In another embodiment, as shown in fig. 2, the charge-deriving members 111 are plural and are uniformly distributed on the conductive area of the antenna receiving end 11. Because static electricity usually accumulates in the clearance area 13 and travels back and forth, the charge derivation parts 111 uniformly distributed on the conductive area of the antenna receiving end 11 can rapidly derive the static charge moving to the position, so as to improve the static electricity derivation efficiency, i.e., improve the static electricity safety performance of the antenna module 1 and the electronic device 2.

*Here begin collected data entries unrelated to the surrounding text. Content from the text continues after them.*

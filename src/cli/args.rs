//! Command-line argument definitions using clap

use clap::Parser;
use std::path::PathBuf;

/// Parteq - Partition weighted records into balanced label groups
#[derive(Parser, Debug)]
#[command(name = "parteq")]
#[command(author, version, about, long_about = None)]
pub struct Cli {
    /// Input file path (CSV or Parquet)
    #[arg(short, long)]
    pub input: PathBuf,

    /// Numeric column holding the record weights to balance
    #[arg(short = 'v', long)]
    pub values: String,

    /// Number of labels to partition the records into
    #[arg(short = 'l', long, default_value = "2", value_parser = validate_n_labels)]
    pub labels: usize,

    /// Permitted shortfall below the per-label record-count minimum.
    /// Each label must receive at least floor(records / labels) - slack records.
    #[arg(long, default_value = "0")]
    pub records_slack: usize,

    /// Permitted shortfall below the per-label value-sum minimum.
    /// Each label must accumulate at least floor(total / labels) - slack value.
    #[arg(long, default_value = "0")]
    pub values_slack: usize,

    /// Prefix for record-keyed identifiers in the model
    #[arg(long, default_value = "record")]
    pub records_name: String,

    /// Prefix for label-keyed identifiers and decoded label names
    #[arg(long, default_value = "label")]
    pub labels_name: String,

    /// Display name for the optimization model
    #[arg(long, default_value = "")]
    pub model_name: String,

    /// Solver time limit in seconds. When the budget runs out the
    /// best-known assignment is reported instead of a proven optimum.
    #[arg(long, default_value = "30")]
    pub time_limit: u64,

    /// Output file path (CSV or Parquet, determined by extension).
    /// Defaults to the input directory with an '_assigned' suffix
    /// (e.g., data.csv -> data_assigned.csv).
    #[arg(short, long)]
    pub output: Option<PathBuf>,

    /// Also write a JSON summary of the assignment next to the input file
    #[arg(long, default_value = "false")]
    pub export_summary: bool,

    /// Number of rows to use for schema inference (CSV only).
    /// Use 0 for a full table scan (very slow for large files).
    #[arg(long, default_value = "10000")]
    pub infer_schema_length: usize,

    /// Skip interactive confirmation prompts
    #[arg(long, default_value = "false")]
    pub no_confirm: bool,
}

impl Cli {
    /// Get the output path, deriving from the input if not explicitly
    /// provided: same directory, '_assigned' suffix, same extension.
    pub fn output_path(&self) -> PathBuf {
        self.output.clone().unwrap_or_else(|| {
            let parent = self
                .input
                .parent()
                .unwrap_or_else(|| std::path::Path::new("."));
            let stem = self
                .input
                .file_stem()
                .and_then(|s| s.to_str())
                .unwrap_or("output");
            let extension = self
                .input
                .extension()
                .and_then(|e| e.to_str())
                .unwrap_or("parquet");
            parent.join(format!("{}_assigned.{}", stem, extension))
        })
    }

    /// Path for the JSON summary export, derived from the input file.
    pub fn summary_path(&self) -> PathBuf {
        let parent = self
            .input
            .parent()
            .unwrap_or_else(|| std::path::Path::new("."));
        let stem = self
            .input
            .file_stem()
            .and_then(|s| s.to_str())
            .unwrap_or("output");
        parent.join(format!("{}_assignment.json", stem))
    }
}

/// Validator for the label count
fn validate_n_labels(s: &str) -> Result<usize, String> {
    let value: usize = s
        .parse()
        .map_err(|_| format!("'{}' is not a valid number", s))?;

    if value == 0 {
        Err("labels must be at least 1".to_string())
    } else {
        Ok(value)
    }
}

#[cfg(test)]
mod tests {
    use super::*;

    #[test]
    fn test_validate_n_labels() {
        assert_eq!(validate_n_labels("3"), Ok(3));
        assert!(validate_n_labels("0").is_err());
        assert!(validate_n_labels("two").is_err());
    }

    #[test]
    fn test_output_path_derivation() {
        let cli = Cli::parse_from(["parteq", "-i", "/data/records.csv", "-v", "amount"]);
        assert_eq!(
            cli.output_path(),
            PathBuf::from("/data/records_assigned.csv")
        );
        assert_eq!(
            cli.summary_path(),
            PathBuf::from("/data/records_assignment.json")
        );
    }

    #[test]
    fn test_explicit_output_wins() {
        let cli = Cli::parse_from([
            "parteq",
            "-i",
            "in.csv",
            "-v",
            "amount",
            "-o",
            "out.parquet",
        ]);
        assert_eq!(cli.output_path(), PathBuf::from("out.parquet"));
    }
}
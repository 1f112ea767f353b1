//! Solver adapter: materializes the assignment model into good_lp / HiGHS.
//!
//! The model is handed over as plain data and turned into a fresh solver
//! problem on every call; good_lp problems are consumed by solving, so the
//! durable representation stays on our side. No retries, no inspection of
//! solver internals: the backend's terminal outcome maps onto `SolveStatus`
//! and the variable values are read back into a flat vector.

use std::time::{Duration, Instant};

use good_lp::{
    constraint, default_solver, variable, Expression, ProblemVariables, ResolutionError, Solution,
    SolverModel, Variable,
};

use super::constraints::ConstraintSense;
use super::model::AssignmentModel;
use super::status::SolveStatus;

/// Outcome of one optimize call: a status, plus the solved variable values
/// whenever the status permits reading them.
#[derive(Debug, Clone)]
pub struct SolveOutcome {
    pub status: SolveStatus,
    pub values: Option<Vec<f64>>,
}

/// Solve the model under a wall-clock budget.
///
/// A solve that succeeds after consuming the full budget is reported as
/// `TimeLimit`: HiGHS then returns its best-known incumbent rather than a
/// proven optimum. Infeasibility is a modeled outcome, not an error.
pub fn solve_assignment(model: &AssignmentModel, time_limit: Duration) -> SolveOutcome {
    let mut vars = ProblemVariables::new();
    let handles: Vec<Variable> = (0..model.num_vars())
        .map(|_| vars.add(variable().binary()))
        .collect();

    let objective: Expression = model
        .objective()
        .iter()
        .zip(&handles)
        .map(|(&coeff, &var)| coeff * var)
        .sum();

    let mut problem = vars
        .minimise(objective)
        .using(default_solver)
        .set_time_limit(time_limit.as_secs_f64());

    for spec in model.constraints() {
        let lhs: Expression = spec
            .terms
            .iter()
            .map(|&(index, coeff)| coeff * handles[index])
            .sum();
        let bound = match spec.sense {
            ConstraintSense::GreaterOrEqual => constraint!(lhs >= spec.rhs),
            ConstraintSense::LessOrEqual => constraint!(lhs <= spec.rhs),
        };
        problem = problem.with(bound);
    }

    let started = Instant::now();
    match problem.solve() {
        Ok(solution) => {
            let assignment = handles.iter().map(|&var| solution.value(var)).collect();
            let status = if started.elapsed() >= time_limit {
                SolveStatus::TimeLimit
            } else {
                SolveStatus::Optimal
            };
            SolveOutcome {
                status,
                values: Some(assignment),
            }
        }
        Err(ResolutionError::Infeasible) => SolveOutcome {
            status: SolveStatus::Infeasible,
            values: None,
        },
        Err(_) => SolveOutcome {
            status: SolveStatus::NoSolution,
            values: None,
        },
    }
}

Since the more the electrostatic charge is accumulated, the more its energy is, and the less the accumulation, the less the energy is. The larger the distance between the first vertex 1111 and the second vertex 1211 is, more accumulated charges are needed to generate the arc discharge, that is, the accumulated electrostatic charges continuously move away in the clearance area 13, which forms a safety hazard and affects the quality of the radio frequency receiving and transmitting signals, thereby affecting the communication. On the contrary, the smaller the distance between the first vertex angle 1111 and the second vertex angle 1211 is, the smaller the accumulated small amount of electric charges can be discharged by the arc discharge, and the closer the distance between the first vertex angle 1111 and the second vertex angle 1211 is, the better the discharging timeliness is. In the above embodiment, the preset distance d between the first vertex angle 1111 and the second vertex angle 1211 is less than or equal to 1.2 mm, so as to improve the discharging efficiency between the first vertex angle 1111 and the second vertex angle 1211 and avoid the accumulation of excessive electrostatic charges. Alternatively, the preset distance d may also be less than or equal to 1 mm, so as to further improve the electrostatic discharge efficiency according to the actual situation, and the disclosure does not limit the specific value of the preset distance d.

In addition, since static electricity generates heat at the first and

second corners

1111 and 1211 during discharging, the heat may cause deformation and passivation of the first and

second corners

1111 and 1211, thereby affecting a discharge path. Therefore, the material of the first corner 1111 and the second corner 1211 is gold, so as to improve the service life of the first corner 1111 and the second corner 1211. Alternatively, the first vertex angle 1111 and the second vertex angle 1211 may also be made of other heat-resistant conductor materials, and the disclosure is not limited thereto.

In the above embodiment, in order to realize the discharge of the electrostatic charges in the clearance area 13, the cross-sectional shapes of the charge discharging part 111 and the charge recycling part 121 may be zigzag, that is, the cross-sectional shapes include a wider base and a sharp corner formed by converging and extending from the base, the wider base facilitates the assembly and cooperation with the antenna receiving end 11 or the charge discharging end 12, and the structure of the sharp corner facilitates the arc discharge of the corresponding two sharp corners when the charge accumulation reaches the limit. Alternatively, the cross-section of the charge derivation part 111 and the charge return part 121 may be other irregular shapes with sharp corners, which is not limited by the present disclosure.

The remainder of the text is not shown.